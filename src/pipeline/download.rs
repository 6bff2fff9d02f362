//! Best-effort fan-out download of listing pages to disk.

use std::path::{Path, PathBuf};
use std::sync::Arc;

use anyhow::{Context, Result};
use tokio::sync::Semaphore;
use tokio::task::JoinSet;
use tracing::{debug, info, warn};

use crate::models::WorkItem;
use crate::scrapers::ListingsApi;
use crate::storage::ensure_directory;

/// What a download pass achieved
#[derive(Debug, Default)]
pub struct DownloadReport {
    pub saved: usize,
    pub failed: Vec<(WorkItem, String)>,
}

async fn download_page(api: &dyn ListingsApi, item: &WorkItem, json_dir: &Path) -> Result<PathBuf> {
    let body = api.search_page(&item.key, item.page).await?;

    serde_json::from_str::<serde_json::Value>(&body)
        .context("Response body is not JSON")?;

    let path = json_dir.join(item.file_name());
    tokio::fs::write(&path, body)
        .await
        .with_context(|| format!("Failed to write {}", path.display()))?;
    Ok(path)
}

/// Download every work item into `json_dir` with at most `workers` requests in flight.
///
/// Only the directory creation is fatal. A failing item is logged and reported,
/// and never stops its siblings.
pub async fn download_listings(
    api: Arc<dyn ListingsApi>,
    items: Vec<WorkItem>,
    json_dir: &Path,
    workers: usize,
) -> Result<DownloadReport> {
    ensure_directory(json_dir)?;

    info!(
        "Downloading {} pages into {} ({} workers)",
        items.len(),
        json_dir.display(),
        workers
    );

    let semaphore = Arc::new(Semaphore::new(workers.clamp(1, Semaphore::MAX_PERMITS)));
    let json_dir = Arc::new(json_dir.to_path_buf());
    let mut tasks = JoinSet::new();

    for item in items {
        let api = Arc::clone(&api);
        let semaphore = Arc::clone(&semaphore);
        let json_dir = Arc::clone(&json_dir);
        tasks.spawn(async move {
            let _permit = semaphore.acquire_owned().await;
            let result = download_page(api.as_ref(), &item, &json_dir).await;
            (item, result)
        });
    }

    let mut report = DownloadReport::default();
    while let Some(joined) = tasks.join_next().await {
        match joined {
            Ok((_, Ok(path))) => {
                debug!("Saved {}", path.display());
                report.saved += 1;
            }
            Ok((item, Err(e))) => {
                warn!("Exception occurred downloading {}: {:#}", item.file_name(), e);
                report.failed.push((item, format!("{:#}", e)));
            }
            Err(e) => warn!("Download task panicked: {}", e),
        }
    }

    info!(
        "💾 Saved {} pages, {} failed",
        report.saved,
        report.failed.len()
    );
    Ok(report)
}

#[cfg(test)]
mod tests {
    use super::*;
    use crate::models::LocationKey;
    use crate::scrapers::testing::CannedApi;
    use tempfile::tempdir;

    fn key() -> LocationKey {
        LocationKey {
            region_id: "lom".to_string(),
            province_id: "MI".to_string(),
            city_id: 8042,
            macrozone_id: 10061,
            neighbourhood_id: 12809,
        }
    }

    #[tokio::test]
    async fn test_download_writes_raw_bodies_and_skips_failures() {
        let dir = tempdir().unwrap();
        let json_dir = dir.path().join("json");
        let body = r#"{"results": [], "maxPages": 3}"#;

        let api = CannedApi::default()
            .with_page(&key(), 1, body)
            .with_page(&key(), 2, "<html>rate limited</html>");
        let api: Arc<dyn ListingsApi> = Arc::new(api);

        let items = vec![
            WorkItem::new(key(), 1),
            WorkItem::new(key(), 2),
            WorkItem::new(key(), 3),
        ];
        let report = download_listings(api, items, &json_dir, 2).await.unwrap();

        assert_eq!(report.saved, 1);
        assert_eq!(report.failed.len(), 2);

        let saved = std::fs::read_to_string(json_dir.join("lom_MI_8042_10061_12809_1.json")).unwrap();
        assert_eq!(saved, body);
        assert!(!json_dir.join("lom_MI_8042_10061_12809_2.json").exists());
        assert!(!json_dir.join("lom_MI_8042_10061_12809_3.json").exists());
    }

    #[tokio::test]
    async fn test_download_issues_one_request_per_item() {
        let dir = tempdir().unwrap();
        let api = Arc::new(
            CannedApi::default()
                .with_page(&key(), 1, "{}")
                .with_page(&key(), 2, "{}"),
        );
        let shared: Arc<dyn ListingsApi> = api.clone();

        let items = vec![WorkItem::new(key(), 1), WorkItem::new(key(), 2)];
        let report = download_listings(shared, items, dir.path(), 10).await.unwrap();

        assert_eq!(report.saved, 2);
        assert_eq!(api.call_count(), 2);
    }

    #[tokio::test]
    async fn test_oversized_worker_count_is_capped() {
        let dir = tempdir().unwrap();
        let api: Arc<dyn ListingsApi> = Arc::new(CannedApi::default().with_page(&key(), 1, "{}"));

        let report = download_listings(api, vec![WorkItem::new(key(), 1)], dir.path(), usize::MAX)
            .await
            .unwrap();

        assert_eq!(report.saved, 1);
    }
}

## TRY IT
Repeat each entry word for word.

## EXERCISE RESULT
filename src/pipeline/download.rs
repository 6bff2fff9d02f362
//! Best-effort fan-out download of listing pages to disk.

use std::path::{Path, PathBuf};
use std::sync::Arc;

use anyhow::{Context, Result};
use tokio::sync::Semaphore;
use tokio::task::JoinSet;
use tracing::{debug, info, warn};

use crate::models::WorkItem;
use crate::scrapers::ListingsApi;
use crate::storage::ensure_directory;

/// What a download pass achieved
#[derive(Debug, Default)]
pub struct DownloadReport {
    pub saved: usize,
    pub failed: Vec<(WorkItem, String)>,
}

async fn download_page(api: &dyn ListingsApi, item: &WorkItem, json_dir: &Path) -> Result<PathBuf> {
    let body = api.search_page(&item.key, item.page).await?;

    serde_json::from_str::<serde_json::Value>(&body)
        .context("Response body is not JSON")?;

    let path = json_dir.join(item.file_name());
    tokio::fs::write(&path, body)
        .await
        .with_context(|| format!("Failed to write {}", path.display()))?;
    Ok(path)
}

/// Download every work item into `json_dir` with at most `workers` requests in flight.
///
/// Only the directory creation is fatal. A failing item is logged and reported,
/// and never stops its siblings.
pub async fn download_listings(
    api: Arc<dyn ListingsApi>,
    items: Vec<WorkItem>,
    json_dir: &Path,
    workers: usize,
) -> Result<DownloadReport> {
    ensure_directory(json_dir)?;

    info!(
        "Downloading {} pages into {} ({} workers)",
        items.len(),
        json_dir.display(),
        workers
    );

    let semaphore = Arc::new(Semaphore::new(workers.clamp(1, Semaphore::MAX_PERMITS)));
    let json_dir = Arc::new(json_dir.to_path_buf());
    let mut tasks = JoinSet::new();

    for item in items {
        let api = Arc::clone(&api);
        let semaphore = Arc::clone(&semaphore);
        let json_dir = Arc::clone(&json_dir);
        tasks.spawn(async move {
            let _permit = semaphore.acquire_owned().await;
            let result = download_page(api.as_ref(), &item, &json_dir).await;
            (item, result)
        });
    }

    let mut report = DownloadReport::default();
    while let Some(joined) = tasks.join_next().await {
        match joined {
            Ok((_, Ok(path))) => {
                debug!("Saved {}", path.display());
                report.saved += 1;
            }
            Ok((item, Err(e))) => {
                warn!("Exception occurred downloading {}: {:#}", item.file_name(), e);
                report.failed.push((item, format!("{:#}", e)));
            }
            Err(e) => warn!("Download task panicked: {}", e),
        }
    }

    info!(
        "💾 Saved {} pages, {} failed",
        report.saved,
        report.failed.len()
    );
    Ok(report)
}

#[cfg(test)]
mod tests {
    use super::*;
    use crate::models::LocationKey;
    use crate::scrapers::testing::CannedApi;
    use tempfile::tempdir;

    fn key() -> LocationKey {
        LocationKey {
            region_id: "lom".to_string(),
            province_id: "MI".to_string(),
            city_id: 8042,
            macrozone_id: 10061,
            neighbourhood_id: 12809,
        }
    }

    #[tokio::test]
    async fn test_download_writes_raw_bodies_and_skips_failures() {
        let dir = tempdir().unwrap();
        let json_dir = dir.path().join("json");
        let body = r#"{"results": [], "maxPages": 3}"#;

        let api = CannedApi::default()
            .with_page(&key(), 1, body)
            .with_page(&key(), 2, "<html>rate limited</html>");
        let api: Arc<dyn ListingsApi> = Arc::new(api);

        let items = vec![
            WorkItem::new(key(), 1),
            WorkItem::new(key(), 2),
            WorkItem::new(key(), 3),
        ];
        let report = download_listings(api, items, &json_dir, 2).await.unwrap();

        assert_eq!(report.saved, 1);
        assert_eq!(report.failed.len(), 2);

        let saved = std::fs::read_to_string(json_dir.join("lom_MI_8042_10061_12809_1.json")).unwrap();
        assert_eq!(saved, body);
        assert!(!json_dir.join("lom_MI_8042_10061_12809_2.json").exists());
        assert!(!json_dir.join("lom_MI_8042_10061_12809_3.json").exists());
    }

    #[tokio::test]
    async fn test_download_issues_one_request_per_item() {
        let dir = tempdir().unwrap();
        let api = Arc::new(
            CannedApi::default()
                .with_page(&key(), 1, "{}")
                .with_page(&key(), 2, "{}"),
        );
        let shared: Arc<dyn ListingsApi> = api.clone();

        let items = vec![WorkItem::new(key(), 1), WorkItem::new(key(), 2)];
        let report = download_listings(shared, items, dir.path(), 10).await.unwrap();

        assert_eq!(report.saved, 2);
        assert_eq!(api.call_count(), 2);
    }

    #[tokio::test]
    async fn test_oversized_worker_count_is_capped() {
        let dir = tempdir().unwrap();
        let api: Arc<dyn ListingsApi> = Arc::new(CannedApi::default().with_page(&key(), 1, "{}"));

        let report = download_listings(api, vec![WorkItem::new(key(), 1)], dir.path(), usize::MAX)
            .await
            .unwrap();

        assert_eq!(report.saved, 1);
    }
}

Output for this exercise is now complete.